We are also very happy to welcome Sarah Khalil and John Jones as new PhD students to the lab, who will be starting in Fall 2016!
Read MoreSpring 2015
Another academic year has come and gone, and the lab is spread far and wide for the annual summer diaspora. Lab members are conducting research in Australia, Brazil, Colombia, Ecuador, Papua New Guinea, Peru, and points beyond while others continue their research closer to home in the city of New Orleans and the Gulf of Mexico’s barrier islands. Since the last update, the lab received 2 NSF Doctoral Dissertation Improvement Grants (DDIG), 1 NSF Graduate Research Fellowship (GRF), and been recommended for 1 NSF International Research Experience for Students (IRES) grant and 1 NSF EAGER grant. We have published papers in Heredity (Browne et al. 2015), Journal of Avian Biology (Durães Ribeiro et al. 2015), and Journal of Field Ornithology (Walter et al. 2014). Details are as follows:
Jordan and family are heading to Ecuador in May to teach EBIO 3780 ’Tropical Field Biology & Conservation’, a field course in Ecuador. Jordan will be presenting at the PALMS conference in Montenegro Colombia in June, and the Ecological Society of America conference in Baltimore MD in August.
Jenny received an NSF DDIG to expand her work in nectar robbery and hummingbird pollination and an EEB Departmental Fellowship to help with writing up in the Fall. This summer, she will be radio tracking hummingbirds in Peru.
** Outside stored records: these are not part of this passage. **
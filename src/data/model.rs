use std::collections::BTreeMap;
use std::fmt;

use serde::{Deserialize, Serialize};

// ---------------------------------------------------------------------------
// Category – the closed set of course classifications
// ---------------------------------------------------------------------------

/// Course classification used for grouping and per-category averages.
///
/// Persisted by its symbolic name (`MAJOR`, `POLITICAL`, ...), shown to the
/// user by its display label.
#[derive(Debug, Clone, Copy, PartialEq, Eq, PartialOrd, Ord, Hash, Serialize, Deserialize)]
#[serde(rename_all = "SCREAMING_SNAKE_CASE")]
pub enum Category {
    Major,
    Political,
    Quality,
    General,
}

impl Category {
    /// All categories in display order.
    pub const ALL: [Category; 4] = [
        Category::Major,
        Category::Political,
        Category::Quality,
        Category::General,
    ];

    /// Human-readable label used in the table and combo boxes.
    pub fn label(self) -> &'static str {
        match self {
            Category::Major => "Major Course",
            Category::Political => "Political Course",
            Category::Quality => "Quality Course",
            Category::General => "General Course",
        }
    }
}

impl fmt::Display for Category {
    fn fmt(&self, f: &mut fmt::Formatter<'_>) -> fmt::Result {
        write!(f, "{}", self.label())
    }
}

// ---------------------------------------------------------------------------
// Course – one row of the data file
// ---------------------------------------------------------------------------

/// A single course record.
///
/// Records are values: an edit builds a new `Course` and replaces the old one
/// by position instead of mutating it in place.
#[derive(Debug, Clone, PartialEq)]
pub struct Course {
    name: String,
    credit: f64,
    score: f64,
    selected: bool,
    semester: String,
    category: Category,
    is_major_course: bool,
}

impl Course {
    /// Build a record. No range checks happen here; see [`super::form`].
    pub fn new(
        name: impl Into<String>,
        credit: f64,
        score: f64,
        selected: bool,
        semester: impl Into<String>,
        category: Category,
    ) -> Self {
        Self {
            name: name.into(),
            credit,
            score,
            selected,
            semester: semester.into(),
            category,
            is_major_course: false,
        }
    }

    /// Copy of this record with the "counts toward GPA" flag replaced.
    pub fn with_selected(&self, selected: bool) -> Self {
        Self {
            selected,
            ..self.clone()
        }
    }

    /// Copy of this record with the major-course flag replaced.
    pub fn with_major_course(&self, is_major_course: bool) -> Self {
        Self {
            is_major_course,
            ..self.clone()
        }
    }

    pub fn name(&self) -> &str {
        &self.name
    }

    pub fn credit(&self) -> f64 {
        self.credit
    }

    pub fn score(&self) -> f64 {
        self.score
    }

    /// Whether the course counts toward the GPA aggregates.
    pub fn selected(&self) -> bool {
        self.selected
    }

    pub fn semester(&self) -> &str {
        &self.semester
    }

    pub fn category(&self) -> Category {
        self.category
    }

    /// Leftover flag: not used by any computation and not persisted.
    pub fn is_major_course(&self) -> bool {
        self.is_major_course
    }

    /// Render the seven display columns of the course table.
    /// `position` is the 0-based row index; the first column is 1-based.
    pub fn table_row(&self, position: usize) -> [String; 7] {
        [
            (position + 1).to_string(),
            self.name.clone(),
            format_number(self.credit),
            format_number(self.score),
            self.category.label().to_string(),
            self.semester.clone(),
            if self.selected { "Yes" } else { "No" }.to_string(),
        ]
    }
}

/// Whole numbers keep one decimal place (`3.0`, not `3`).
fn format_number(v: f64) -> String {
    if v.fract() == 0.0 {
        format!("{v:.1}")
    } else {
        format!("{v}")
    }
}

// ---------------------------------------------------------------------------
// Grouping helpers
// ---------------------------------------------------------------------------

/// Courses grouped by semester label, semesters in lexicographic order.
pub fn courses_by_semester(courses: &[Course]) -> BTreeMap<&str, Vec<&Course>> {
    let mut groups: BTreeMap<&str, Vec<&Course>> = BTreeMap::new();
    for course in courses {
        groups.entry(course.semester()).or_default().push(course);
    }
    groups
}

/// Courses grouped by category, categories in declaration order.
pub fn courses_by_category(courses: &[Course]) -> BTreeMap<Category, Vec<&Course>> {
    let mut groups: BTreeMap<Category, Vec<&Course>> = BTreeMap::new();
    for course in courses {
        groups.entry(course.category()).or_default().push(course);
    }
    groups
}

#[cfg(test)]
mod tests {
    use super::*;

    #[test]
    fn test_table_row_layout() {
        let course = Course::new("Linear Algebra", 3.0, 92.5, true, "2023-1", Category::Major);
        let row = course.table_row(0);
        assert_eq!(
            row,
            [
                "1".to_string(),
                "Linear Algebra".to_string(),
                "3.0".to_string(),
                "92.5".to_string(),
                "Major Course".to_string(),
                "2023-1".to_string(),
                "Yes".to_string(),
            ]
        );
    }

    #[test]
    fn test_table_row_unselected() {
        let course = Course::new("Ethics", 2.0, 70.0, false, "2023-2", Category::Political);
        let row = course.table_row(4);
        assert_eq!(row[0], "5");
        assert_eq!(row[4], "Political Course");
        assert_eq!(row[6], "No");
    }

    #[test]
    fn test_with_selected_leaves_original_untouched() {
        let course = Course::new("Physics", 4.0, 81.0, true, "2022-2", Category::General);
        let toggled = course.with_selected(false);
        assert!(course.selected());
        assert!(!toggled.selected());
        assert_eq!(toggled.name(), "Physics");
    }

    #[test]
    fn test_major_flag_defaults_to_false() {
        let course = Course::new("Compilers", 3.0, 88.0, true, "2024-1", Category::Major);
        assert!(!course.is_major_course());
        assert!(course.with_major_course(true).is_major_course());
    }

    #[test]
    fn test_grouping() {
        let courses = vec![
            Course::new("A", 1.0, 80.0, true, "2023-2", Category::Major),
            Course::new("B", 1.0, 80.0, true, "2023-1", Category::General),
            Course::new("C", 1.0, 80.0, true, "2023-2", Category::General),
        ];
        let by_semester = courses_by_semester(&courses);
        let keys: Vec<&str> = by_semester.keys().copied().collect();
        assert_eq!(keys, vec!["2023-1", "2023-2"]);
        assert_eq!(by_semester["2023-2"].len(), 2);

        let by_category = courses_by_category(&courses);
        assert_eq!(by_category[&Category::General].len(), 2);
        assert!(!by_category.contains_key(&Category::Quality));
    }
}
use std::path::PathBuf;

use anyhow::{Context, Result};
use gpa_ledger::data::model::{Category, Course};
use gpa_ledger::data::scoring::ScoreSummary;
use gpa_ledger::data::store::CourseStore;

/// (name, credit, score, category) per course, grouped by semester.
const CATALOG: &[(&str, &[(&str, f64, f64, Category)])] = &[
    (
        "2022-1",
        &[
            ("Calculus I", 5.0, 88.5, Category::Major),
            ("Introduction to Programming", 4.0, 92.0, Category::Major),
            ("Moral Education and Law", 3.0, 81.0, Category::Political),
            ("College English I", 2.0, 76.5, Category::General),
            ("Physical Education I", 1.0, 90.0, Category::Quality),
        ],
    ),
    (
        "2022-2",
        &[
            ("Calculus II", 5.0, 79.0, Category::Major),
            ("Linear Algebra", 3.0, 85.5, Category::Major),
            ("Modern Chinese History", 3.0, 73.0, Category::Political),
            ("College English II", 2.0, 82.0, Category::General),
            ("Physical Education II", 1.0, 95.0, Category::Quality),
        ],
    ),
    (
        "2023-1",
        &[
            ("Data Structures", 4.0, 91.5, Category::Major),
            ("Probability and Statistics", 3.0, 68.0, Category::Major),
            ("Principles of Marxism", 3.0, 77.5, Category::Political),
            ("Mental Health", 1.0, 93.0, Category::Quality),
            ("Film Appreciation", 1.5, 86.0, Category::General),
        ],
    ),
    (
        "2023-2",
        &[
            ("Operating Systems", 4.0, 89.0, Category::Major),
            ("Computer Networks", 3.5, 74.5, Category::Major),
            ("Situation and Policy", 1.0, 84.0, Category::Political),
            ("Innovation and Entrepreneurship", 2.0, 96.5, Category::Quality),
            ("History of Science", 2.0, 71.0, Category::General),
        ],
    ),
];

fn sample_courses() -> Vec<Course> {
    let mut courses = Vec::new();
    for (semester, entries) in CATALOG {
        for &(name, credit, score, category) in entries.iter() {
            // Physical education does not count toward the GPA.
            let selected = !name.starts_with("Physical Education");
            courses.push(Course::new(name, credit, score, selected, *semester, category));
        }
    }
    courses
}

fn main() -> Result<()> {
    env_logger::init();

    let output_path: PathBuf = std::env::args_os()
        .nth(1)
        .map(PathBuf::from)
        .unwrap_or_else(|| PathBuf::from("sample_score.csv"));

    let courses = sample_courses();

    let store = CourseStore::new(&output_path);
    store
        .save(&courses)
        .with_context(|| format!("writing {}", output_path.display()))?;

    let summary = ScoreSummary::compute(&courses);
    println!(
        "Wrote {} courses to {} (average {:.2}, standard 4-point GPA {:.2})",
        courses.len(),
        output_path.display(),
        summary.average_score,
        summary.standard_four
    );
    Ok(())
}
Sam received the 2014/15 Best Teaching Assistant award for Department of Ecology & Evolutionary Biology as well as the prestigious Tulane Woodrow Wilson Teaching Fellowship in the School of Science & Engineering for the 2015/16 year. She will be in Australia this summer, gathering data on fairy-wren condition and habitat use outside Brisbane.
Luke, former post-doc Kym Ottewell, and Jordan published the paper ‘The short-term genetic consequences of habitat loss and fragmentation for the neotropical palm Oenocarpus bataua’ in Heredity (Browne et al. 2015). Luke was also awarded DDIG funding from the NSF to continue work on the impacts of habitat fragmentation on gene flow in the Oenocarpus system. He will be helping to teach EBIO 3780, presenting at the PALMS conference in Montenegro Colombia in June, and conducting research in Ecuador and in the lab this summer.
Erik received a grant from the American Museum of Natural History for his work on the evolution of sexual dimorphism in white-shouldered fairy-wrens, and presented a poster at the American Ornithologists Union (AOU) on his work. He is heading to Papua New Guinea for another field season.
Brock received grants from the Animal Behavior Society, the Wilson Ornithological Society, and the Louisiana Sea Grant for his research on brown pelican foraging ecology, and also presented a poster at AOU. He will be tracking GPS-equipped pelicans in the Gulf of Mexico this summer.
Zoe completed her first year of graduate school in high style, and received a NSF Graduate Research Fellowship to boot! She will be helping to teach EBIO 3780, participating in an OTS course in Costa Rica, and conducting pilot field research in Ecuador this summer.